ЛИЗА. В тот день я была одна, и мне было скверно. Я пила. Сначала — понемногу, просто, чтобы тебя дождаться. Но ты всё не возвращался. Я продолжала. И чем больше я тебя ждала, тем больше мне тебя не хватало. Чем больше я тебя ждала, тем больше ты медлил с возвращением. Чем больше я ждала, тем больше ты надо мной издевался, меня презирал, топтал ногами! Я рассуждала трезво: если он никогда не говорит со мной о своих изменах, значит, он изменяет мне беспрерывно; если он никогда не рассказывает мне о других женщинах, значит, они у него есть постоянно; если он никогда не оставляет компрометирующих следов, значит, он хорошо организованный человек. Когда пьешь, веришь, что ты только что закрыл дверь перед своим врагом, в то время как на самом деле, ты его только что поселил в своем доме, окончательно и бесповоротно, задвинув засовы молчания. Пьешь, чтобы утопить идею, но она лишь становится всё более навязчивой. Хочешь рассеять подозрения, но под воздействием алкоголя они становятся лишь сильнее и явственней, ничто уже не мешает им овладеть тобой полностью. Я была уверена, что ты меня бросил. В начале бутылки это казалось мне вероятным, в конце ее — очевидным. Когда ты явился, я была пьяна от ярости. Я спряталась и потом нанесла тебе удар.
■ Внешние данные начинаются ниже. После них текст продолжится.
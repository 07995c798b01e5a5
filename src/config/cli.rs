use super::toml_config::{validate_backend_config, TomlConfig, DEFAULT_TIMEOUT_SECS};
use crate::domain::model::PresentDocumentResult;
use crate::domain::ports::BackendConfig;
use crate::utils::error::Result;
use crate::utils::validation::{validate_path, Validate};
use clap::Parser;
use serde::{Deserialize, Serialize};

#[derive(Debug, Clone, Default, Serialize, Deserialize, Parser)]
#[command(name = "present-doc")]
#[command(about = "Resolve image placeholders in a markdown document")]
pub struct CliConfig {
    #[arg(long, help = "Markdown file to present")]
    pub input: String,

    #[arg(long, help = "Document title (defaults to the input file name)")]
    pub title: Option<String>,

    #[arg(long, help = "TOML file with backend settings")]
    pub config: Option<String>,

    #[arg(long)]
    pub generation_endpoint: Option<String>,

    #[arg(long)]
    pub storage_endpoint: Option<String>,

    #[arg(long, help = "Store generated images in this directory")]
    pub image_dir: Option<String>,

    #[arg(long, help = "Reference image that fixes output dimensions")]
    pub reference_image: Option<String>,

    #[arg(long, help = "Per-request timeout in seconds [default: 120]")]
    pub timeout: Option<u64>,

    #[arg(long, help = "Write the result JSON here instead of stdout")]
    pub output: Option<String>,

    #[arg(long, help = "Enable verbose output")]
    pub verbose: bool,

    #[arg(long, help = "Emit logs as JSON")]
    pub json_logs: bool,
}

impl CliConfig {
    /// Fills settings not given on the command line from a config file.
    pub fn merge_file(&mut self, file: TomlConfig) {
        self.generation_endpoint = self.generation_endpoint.take().or(file.generation.endpoint);
        self.timeout = self.timeout.or(file.generation.timeout_seconds);
        self.reference_image = self.reference_image.take().or(file.reference.image_path);

        // Storage is one choice: a flag of either kind beats the file.
        if self.storage_endpoint.is_none() && self.image_dir.is_none() {
            self.storage_endpoint = file.storage.endpoint;
            self.image_dir = file.storage.image_dir;
        }
    }

    pub async fn read_markdown(&self) -> Result<String> {
        Ok(tokio::fs::read_to_string(&self.input).await?)
    }

    /// Writes the result JSON to `--output`, or stdout when none was given.
    pub async fn write_result(&self, result: &PresentDocumentResult) -> Result<()> {
        let json = serde_json::to_string_pretty(result)?;
        match &self.output {
            Some(path) => {
                tokio::fs::write(path, json).await?;
                tracing::info!("📁 Result saved to: {}", path);
            }
            None => println!("{}", json),
        }
        Ok(())
    }

    pub fn document_title(&self) -> String {
        self.title.clone().unwrap_or_else(|| {
            std::path::Path::new(&self.input)
                .file_stem()
                .and_then(|stem| stem.to_str())
                .unwrap_or("Untitled")
                .to_string()
        })
    }
}

impl BackendConfig for CliConfig {
    fn generation_endpoint(&self) -> Option<&str> {
        self.generation_endpoint.as_deref()
    }

    fn storage_endpoint(&self) -> Option<&str> {
        self.storage_endpoint.as_deref()
    }

    fn image_dir(&self) -> Option<&str> {
        self.image_dir.as_deref()
    }

    fn reference_image(&self) -> Option<&str> {
        self.reference_image.as_deref()
    }

    fn request_timeout_secs(&self) -> u64 {
        self.timeout.unwrap_or(DEFAULT_TIMEOUT_SECS)
    }
}

impl Validate for CliConfig {
    fn validate(&self) -> Result<()> {
        validate_path("input", &self.input)?;
        if let Some(output) = &self.output {
            validate_path("output", output)?;
        }
        validate_backend_config(self)
    }
}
ЖИЛЬ. Ты думала, что я был с другой женщиной?
ЛИЗА
ЖИЛЬ. Ты думала, что я был с другой женщиной?
ЛИЗА. Ты волен делать, что хочешь, я не желаю этого знать.
ЖИЛЬ. Ты думала, что я был с другой женщиной?
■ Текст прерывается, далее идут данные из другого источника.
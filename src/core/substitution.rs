use crate::core::scanner::PlaceholderScanner;
use crate::domain::model::UrlMap;

/// Result of one rewrite pass.
#[derive(Debug, Clone, PartialEq, Eq)]
pub struct Substitution {
    pub markdown: String,
    pub replaced: usize,
    pub unresolved: usize,
}

/// Rewrites every placeholder that has a resolved URL into a regular image
/// tag. Placeholders without a URL are copied through byte for byte, and text
/// outside placeholder tags is never touched.
pub fn substitute(markdown: &str, scanner: &PlaceholderScanner, urls: &UrlMap) -> Substitution {
    let mut output = String::with_capacity(markdown.len());
    let mut cursor = 0;
    let mut replaced = 0;
    let mut unresolved = 0;

    for placeholder in scanner.matches(markdown) {
        output.push_str(&markdown[cursor..placeholder.span.start]);

        match urls.get(&placeholder.key()) {
            Some(url) => {
                output.push_str("![");
                output.push_str(&placeholder.prompt);
                output.push_str("](");
                output.push_str(url);
                output.push(')');
                replaced += 1;
            }
            None => {
                output.push_str(&markdown[placeholder.span.clone()]);
                unresolved += 1;
            }
        }

        cursor = placeholder.span.end;
    }
    output.push_str(&markdown[cursor..]);

    tracing::debug!(
        "Substituted {} placeholder(s), {} left unresolved",
        replaced,
        unresolved
    );

    Substitution {
        markdown: output,
        replaced,
        unresolved,
    }
}
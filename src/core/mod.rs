pub mod dispatcher;
pub mod persistence;
pub mod pipeline;
pub mod scanner;
pub mod substitution;
pub mod tool;

pub use crate::domain::model::{Document, ImageData, ImageKey, ImageSet, PlaceholderMatch, UrlMap};
pub use crate::domain::ports::{Backends, ImageGenerator, ImageStore, ReferenceImageLoader};
pub use crate::utils::error::Result;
ЛИЗА. У нас либеральный брак, ты бываешь, где хочешь, я тоже, и не будем больше к этому возвращаться.
ЖИЛЬ. Стало быть, ты это подумала!
ЛИЗА. О, прошу тебя, не пытайся уверить меня, что я ревновала.
ЖИЛЬ. Но ведь, честно говоря, так оно и было: ты ревновала.
ЛИЗА
ЖИЛЬ. Послушай, это, конечно, примитив, но ты ревновала.
ЛИЗА. Я — не примитив!
ЖИЛЬ. Не спорь! В обществе ты декларируешь широкие взгляды, а на самом деле даже мысль о том, что я могу прикоснуться к другой женщине, тебе невыносима.
ЛИЗА. Само собой! Как невыносимы и все пошлости на эту тему, произносимые с лукавым видом между первым и вторым блюдом!
ЖИЛЬ. Стало быть, либерализм тебе чужд?
ЛИЗА. О либерализме не может быть и речи!
ЖИЛЬ. Значит, ты ревнуешь?
ЛИЗА. Безумно!
ЖИЛЬ. Следовательно, наш брак не свободен?
ЛИЗА. Только теоретически. Абстрактно. Между сыром и кофе. Но не в остальное время.
ЖИЛЬ. Я не согласен.
ЛИЗА
ЖИЛЬ. Лиза, брак — это дом, у обитателей которого есть ключи. Если дом закрывают снаружи, он превращается в тюрьму, а обитатели — в заключенных.
ЛИЗА. А известны тебе люди, которые выходят из дома только ради того, чтобы сбежать оттуда? Ты — из их числа.
ЖИЛЬ. Нет.
ЛИЗА. Ты встречаешься с женщинами, у тебя — свидания, в тебя кипят желания.
ЖИЛЬ. Мое здоровье — это ты. А мои встречи — лихорадка.
ЛИЗА. Ты простуживаешься слишком часто.
ЖИЛЬ. Ты так думаешь. Но ничего об этом не знаешь.
ЛИЗА. Нет, но представляю…
ЖИЛЬ. Знаешь или представляешь?
ЛИЗА
ЖИЛЬ. Возможно, и больнее.
ЛИЗА. А как может быть иначе: ты ведь ничего мне не говоришь.
ЖИЛЬ. Все говорить нельзя. Представь, в тот вечер, ты права, я действительно был с женщиной.
ЛИЗА
ЖИЛЬ. С Розелиной, моим издателем.
ЛИЗА
ЖИЛЬ. Да. С огромной, неповоротливой Розелиной. Той, которую ты так мило зовешь безрогой коровой.
ЛИЗА. Но у нее ведь нет рогов, правда?